BRADENTON – The Manatee County Department of Public Safety and Emergency Management has reduced its allocation of resources to the gulf oil response, citing the low probability of local impact. Weekly conference calls, meetings and SITREPs have been reduced to an "as needed" basis, as the closest oil found to our sector’s ”trigger line“ has been 93 miles away.
Meanwhile, NOAA has reopened 26,388 square miles of Gulf of Mexico waters to commercial and recreational fishing. The reopening of a third of the overall closed area was announced after consultation with FDA last week.
Since mid-June, NOAA data and United States Coast Guard observers have shown no oil in the area. Additionally, trajectory models put the area at low risk for future exposure to oil, and fish caught in the area and tested by NOAA experts have shown no signs of contamination.
With the well capped and relief wells nearing completion, efforts have been directed toward beach clean-up. Skimming has been scaled back due to a lack of collectible oil being found in the waterways. Scientists have competing theories as to where much of the oil that has spilled, but not been collected, has disappeared to.
Oil will evaporate, especially on the water’s surface and microbes and bacteria that already exist in the ocean will also ”clean up“ a significant portion of any oil spill, but the big question that looms is how much of the oil has collected on the ocean floor and beneath it, where it is thought to be capable of the most damage.

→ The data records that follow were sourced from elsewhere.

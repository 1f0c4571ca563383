//! Durable Plan/Task rows via Postgres, written once at admission and
//! updated once on completion.
//!
//! Grounded on the reference implementation's `record.go` repository
//! (a gorm-backed plan/task table pair with create + batch-update methods)
//! — re-expressed with `sqlx`'s compile-time-checked query macros, which is
//! the pack's dominant durable-store idiom (see DESIGN.md's dependency
//! ledger for the repos this is grounded against).

use sqlx::postgres::{PgPool, PgPoolOptions};

use crate::errors::RecordStoreError;
use crate::model::{PlanRecord, PlanStatus, TaskRecord, TaskStatus};

pub struct RecordStore {
    pool: PgPool,
}

impl RecordStore {
    pub async fn connect(dsn: &str, max_connections: u32) -> Result<Self, RecordStoreError> {
        let pool = PgPoolOptions::new()
            .max_connections(max_connections)
            .connect(dsn)
            .await
            .map_err(|e| RecordStoreError::Transport(e.to_string()))?;
        Ok(Self { pool })
    }

    #[cfg(test)]
    pub fn from_pool(pool: PgPool) -> Self {
        Self { pool }
    }

    /// Inserts the plan row and every task row in a single transaction,
    /// at admission time once placement has succeeded (§4.1 step 4).
    pub async fn create_plan(
        &self,
        plan: &PlanRecord,
        tasks: &[TaskRecord],
    ) -> Result<(), RecordStoreError> {
        let mut tx = self
            .pool
            .begin()
            .await
            .map_err(|e| RecordStoreError::Transport(e.to_string()))?;

        sqlx::query(
            "INSERT INTO plans (plan_id, user_id, name, status, create_time) \
             VALUES ($1, $2, $3, $4, $5)",
        )
        .bind(plan.plan_id)
        .bind(plan.user_id)
        .bind(&plan.name)
        .bind(status_label(plan.status))
        .bind(plan.create_time)
        .execute(&mut *tx)
        .await
        .map_err(|e| RecordStoreError::Transport(e.to_string()))?;

        for task in tasks {
            sqlx::query(
                "INSERT INTO tasks (task_id, plan_id, url, status, stat_ext, create_time) \
                 VALUES ($1, $2, $3, $4, $5, $6)",
            )
            .bind(task.task_id)
            .bind(task.plan_id)
            .bind(&task.url)
            .bind(task_status_label(task.status))
            .bind(&task.stat_ext)
            .bind(task.create_time)
            .execute(&mut *tx)
            .await
            .map_err(|e| RecordStoreError::Transport(e.to_string()))?;
        }

        tx.commit()
            .await
            .map_err(|e| RecordStoreError::Transport(e.to_string()))?;
        Ok(())
    }

    /// Flips a plan's status, called on stop/complete/fail transitions.
    pub async fn update_plan_status(
        &self,
        plan_id: i64,
        status: PlanStatus,
    ) -> Result<(), RecordStoreError> {
        let result = sqlx::query("UPDATE plans SET status = $1 WHERE plan_id = $2")
            .bind(status_label(status))
            .bind(plan_id)
            .execute(&self.pool)
            .await
            .map_err(|e| RecordStoreError::Transport(e.to_string()))?;
        if result.rows_affected() == 0 {
            return Err(RecordStoreError::PlanNotFound(plan_id));
        }
        Ok(())
    }

    /// Writes the integrator's final per-task summary (`stat_ext`) once the
    /// task completes, per §6's Analytics persistence note.
    pub async fn finalize_task(
        &self,
        task_id: i64,
        stat_ext: serde_json::Value,
    ) -> Result<(), RecordStoreError> {
        let result = sqlx::query(
            "UPDATE tasks SET status = $1, stat_ext = $2 WHERE task_id = $3",
        )
        .bind(task_status_label(TaskStatus::Done))
        .bind(stat_ext)
        .bind(task_id)
        .execute(&self.pool)
        .await
        .map_err(|e| RecordStoreError::Transport(e.to_string()))?;

        if result.rows_affected() == 0 {
            return Err(RecordStoreError::NoRowsAffected);
        }
        Ok(())
    }

    pub async fn get_plan(&self, plan_id: i64) -> Result<PlanRecord, RecordStoreError> {
        let row: (i64, i64, String, String, i64) = sqlx::query_as(
            "SELECT plan_id, user_id, name, status, create_time FROM plans WHERE plan_id = $1",
        )
        .bind(plan_id)
        .fetch_optional(&self.pool)
        .await
        .map_err(|e| RecordStoreError::Transport(e.to_string()))?
        .ok_or(RecordStoreError::PlanNotFound(plan_id))?;

        Ok(PlanRecord {
            plan_id: row.0,
            user_id: row.1,
            name: row.2,
            status: parse_plan_status(&row.3),
            create_time: row.4,
        })
    }
}

fn status_label(status: PlanStatus) -> &'static str {
    match status {
        PlanStatus::Doing => "doing",
        PlanStatus::Done => "done",
        PlanStatus::Stop => "stop",
    }
}

fn parse_plan_status(label: &str) -> PlanStatus {
    match label {
        "done" => PlanStatus::Done,
        "stop" => PlanStatus::Stop,
        _ => PlanStatus::Doing,
    }
}

fn task_status_label(status: TaskStatus) -> &'static str {
    match status {
        TaskStatus::Doing => "doing",
        TaskStatus::Done => "done",
    }
}

#[cfg(test)]
mod tests {
    use super::*;

    #[test]
    fn status_labels_round_trip() {
        for status in [PlanStatus::Doing, PlanStatus::Done, PlanStatus::Stop] {
            assert_eq!(parse_plan_status(status_label(status)), status);
        }
    }
}
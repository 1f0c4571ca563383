//! YAML configuration loaded from the `-f <config-path>` flag shared by all
//! three binaries. Mirrors the reference implementation's `ServerConf`
//! shape (registry/cache/record-store/analytics endpoints, plus per-worker
//! capacity and tunables) using the same untagged-duration / serde-default
//! pattern the teacher's `yaml_config.rs` established for its own config.

use std::fs;
use std::path::Path;

use serde::{Deserialize, Serialize};

use crate::errors::ConfigError;

/// Duration expressed either as bare seconds or a `"30s"`/`"5m"` string.
#[derive(Debug, Clone, Serialize, Deserialize)]
#[serde(untagged)]
pub enum FlexDuration {
    Seconds(u64),
    String(String),
}

impl FlexDuration {
    pub fn as_secs(&self) -> Result<u64, ConfigError> {
        match self {
            FlexDuration::Seconds(s) => Ok(*s),
            FlexDuration::String(s) => parse_duration_string(s)
                .map_err(|e| ConfigError::Invalid(format!("invalid duration '{s}': {e}"))),
        }
    }
}

/// Parses strings like `"30s"`, `"5m"`, `"2h"`, `"1d"`.
pub fn parse_duration_string(s: &str) -> Result<u64, String> {
    let s = s.trim();
    if s.is_empty() {
        return Err("duration string cannot be empty".to_string());
    }
    let unit = s.chars().last().unwrap();
    let (value_str, multiplier) = match unit {
        's' => (&s[..s.len() - 1], 1u64),
        'm' => (&s[..s.len() - 1], 60),
        'h' => (&s[..s.len() - 1], 3600),
        'd' => (&s[..s.len() - 1], 86400),
        d if d.is_ascii_digit() => (s, 1),
        other => return Err(format!("unknown duration unit '{other}'")),
    };
    let value: u64 = value_str
        .parse()
        .map_err(|_| format!("invalid numeric value '{value_str}'"))?;
    Ok(value * multiplier)
}

fn default_registry_namespace() -> String {
    "/grpc-mirco".to_string()
}

fn default_lease_ttl() -> FlexDuration {
    FlexDuration::Seconds(10)
}

fn default_max_result_chan_size() -> usize {
    10_000
}

fn default_rps_result_chan_blowup() -> u64 {
    2
}

fn default_report_goroutine_num() -> usize {
    3
}

fn default_error_cut_length() -> usize {
    256
}

fn default_max_timeout_secs() -> u64 {
    5
}

fn default_default_max_connections() -> u32 {
    100
}

/// Registry (etcd) endpoints and this app's advertised identity.
#[derive(Debug, Clone, Serialize, Deserialize)]
pub struct RegistryConfig {
    pub endpoints: Vec<String>,
    #[serde(default = "default_registry_namespace")]
    pub namespace: String,
    pub app_name: String,
    #[serde(default = "default_lease_ttl")]
    pub lease_ttl: FlexDuration,
}

/// Redis-backed queue/cache endpoints.
#[derive(Debug, Clone, Serialize, Deserialize)]
pub struct CacheConfig {
    pub url: String,
}

/// Durable record-store DSN.
#[derive(Debug, Clone, Serialize, Deserialize)]
pub struct RecordStoreConfig {
    pub dsn: String,
    #[serde(default)]
    pub max_connections: Option<u32>,
}

/// Columnar analytics store connection.
#[derive(Debug, Clone, Serialize, Deserialize)]
pub struct AnalyticsConfig {
    pub addrs: Vec<String>,
    pub database: String,
    #[serde(default)]
    pub username: Option<String>,
    #[serde(default)]
    pub password: Option<String>,
    pub table_name: String,
}

/// Worker-tunable constants, mirroring `WorkerStressConf` in the reference
/// implementation.
#[derive(Debug, Clone, Serialize, Deserialize)]
pub struct WorkerTuning {
    #[serde(default = "default_max_result_chan_size")]
    pub max_result_chan_size: usize,
    #[serde(default = "default_rps_result_chan_blowup")]
    pub rps_result_chan_blowup: u64,
    #[serde(default = "default_report_goroutine_num")]
    pub report_goroutine_num: usize,
    #[serde(default = "default_error_cut_length")]
    pub error_cut_length: usize,
    #[serde(default = "default_max_timeout_secs")]
    pub max_timeout_secs: u64,
    #[serde(default = "default_default_max_connections")]
    pub default_max_connections: u32,
}

impl Default for WorkerTuning {
    fn default() -> Self {
        Self {
            max_result_chan_size: default_max_result_chan_size(),
            rps_result_chan_blowup: default_rps_result_chan_blowup(),
            report_goroutine_num: default_report_goroutine_num(),
            error_cut_length: default_error_cut_length(),
            max_timeout_secs: default_max_timeout_secs(),
            default_max_connections: default_default_max_connections(),
        }
    }
}

/// This node's advertised address and capacity, published to the registry
/// and used as the self-attribution key in `Peck`.
#[derive(Debug, Clone, Serialize, Deserialize)]
pub struct NodeIdentity {
    pub addr: String,
    #[serde(default)]
    pub max_rps_num: u64,
    #[serde(default)]
    pub max_concurrency_num: u64,
}

/// Top-level config loaded from the `-f <config-path>` YAML file, shared by
/// the controller, worker, and integrator binaries (each reads only the
/// sections it needs).
#[derive(Debug, Clone, Serialize, Deserialize)]
pub struct ServerConfig {
    pub registry: RegistryConfig,
    pub cache: CacheConfig,
    #[serde(default)]
    pub record_store: Option<RecordStoreConfig>,
    #[serde(default)]
    pub analytics: Option<AnalyticsConfig>,
    #[serde(default)]
    pub node: Option<NodeIdentity>,
    #[serde(default)]
    pub worker: WorkerTuning,
    #[serde(default)]
    pub bind_addr: Option<String>,
    #[serde(default)]
    pub metrics_addr: Option<String>,
}

impl ServerConfig {
    pub fn from_file(path: impl AsRef<Path>) -> Result<Self, ConfigError> {
        let path = path.as_ref();
        let contents = fs::read_to_string(path).map_err(|source| ConfigError::Read {
            path: path.display().to_string(),
            source,
        })?;
        let config: ServerConfig =
            serde_yaml::from_str(&contents).map_err(|source| ConfigError::Parse {
                path: path.display().to_string(),
                source,
            })?;
        config.validate()?;
        Ok(config)
    }

    fn validate(&self) -> Result<(), ConfigError> {
        if self.registry.endpoints.is_empty() {
            return Err(ConfigError::Invalid(
                "registry.endpoints must not be empty".into(),
            ));
        }
        if self.cache.url.is_empty() {
            return Err(ConfigError::Invalid("cache.url must not be empty".into()));
        }
        Ok(())
    }

    #[cfg(test)]
    pub fn for_testing() -> Self {
        ServerConfig {
            registry: RegistryConfig {
                endpoints: vec!["http://127.0.0.1:2379".into()],
                namespace: default_registry_namespace(),
                app_name: "peckmesh".into(),
                lease_ttl: default_lease_ttl(),
            },
            cache: CacheConfig {
                url: "redis://127.0.0.1:6379".into(),
            },
            record_store: None,
            analytics: None,
            node: Some(NodeIdentity {
                addr: "127.0.0.1:7100".into(),
                max_rps_num: 100,
                max_concurrency_num: 100,
            }),
            worker: WorkerTuning::default(),
            bind_addr: Some("0.0.0.0:7100".into()),
            metrics_addr: None,
        }
    }
}

#[cfg(test)]
mod tests {
    use super::*;

    #[test]
    fn parses_bare_seconds_and_suffixed_strings() {
        assert_eq!(parse_duration_string("30").unwrap(), 30);
        assert_eq!(parse_duration_string("30s").unwrap(), 30);
        assert_eq!(parse_duration_string("5m").unwrap(), 300);
        assert_eq!(parse_duration_string("2h").unwrap(), 7200);
        assert_eq!(parse_duration_string("1d").unwrap(), 86400);
    }

    #[test]
    fn rejects_empty_and_unknown_unit() {
        assert!(parse_duration_string("").is_err());
        assert!(parse_duration_string("5x").is_err());
    }

    #[test]
    fn loads_from_yaml_file() {
        let dir = tempfile::tempdir().unwrap();
        let path = dir.path().join("config.yaml");
        std::fs::write(
            &path,
            r#"
registry:
  endpoints: ["http://127.0.0.1:2379"]
  app_name: worker-1
cache:
  url: "redis://127.0.0.1:6379"
node:
  addr: "10.0.0.1:7100"
  max_rps_num: 500
  max_concurrency_num: 500
"#,
        )
        .unwrap();

        let config = ServerConfig::from_file(&path).unwrap();
        assert_eq!(config.registry.endpoints, vec!["http://127.0.0.1:2379"]);
        assert_eq!(config.registry.namespace, "/grpc-mirco");
        assert_eq!(config.worker.max_result_chan_size, 10_000);
        assert_eq!(config.node.unwrap().max_rps_num, 500);
    }

    #[test]
    fn missing_file_is_a_config_error() {
        let err = ServerConfig::from_file("/nonexistent/path.yaml").unwrap_err();
        assert!(matches!(err, ConfigError::Read { .. }));
    }

    #[test]
    fn empty_registry_endpoints_fails_validation() {
        let dir = tempfile::tempdir().unwrap();
        let path = dir.path().join("config.yaml");
        std::fs::write(
            &path,
            r#"
registry:
  endpoints: []
  app_name: worker-1
cache:
  url: "redis://127.0.0.1:6379"
"#,
        )
        .unwrap();
        let err = ServerConfig::from_file(&path).unwrap_err();
        assert!(matches!(err, ConfigError::Invalid(_)));
    }
}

While it is encouraging to witness the first significant signs of positive progress since the spill began over 100 days ago, it will be many years before the full extent of the damage caused is completely understood, and even that assessment presumes that the capping and relief measures will continue to be successful. Nonetheless, it does seem as though the very worst part of this diseaster could be behind us, at least in the short term.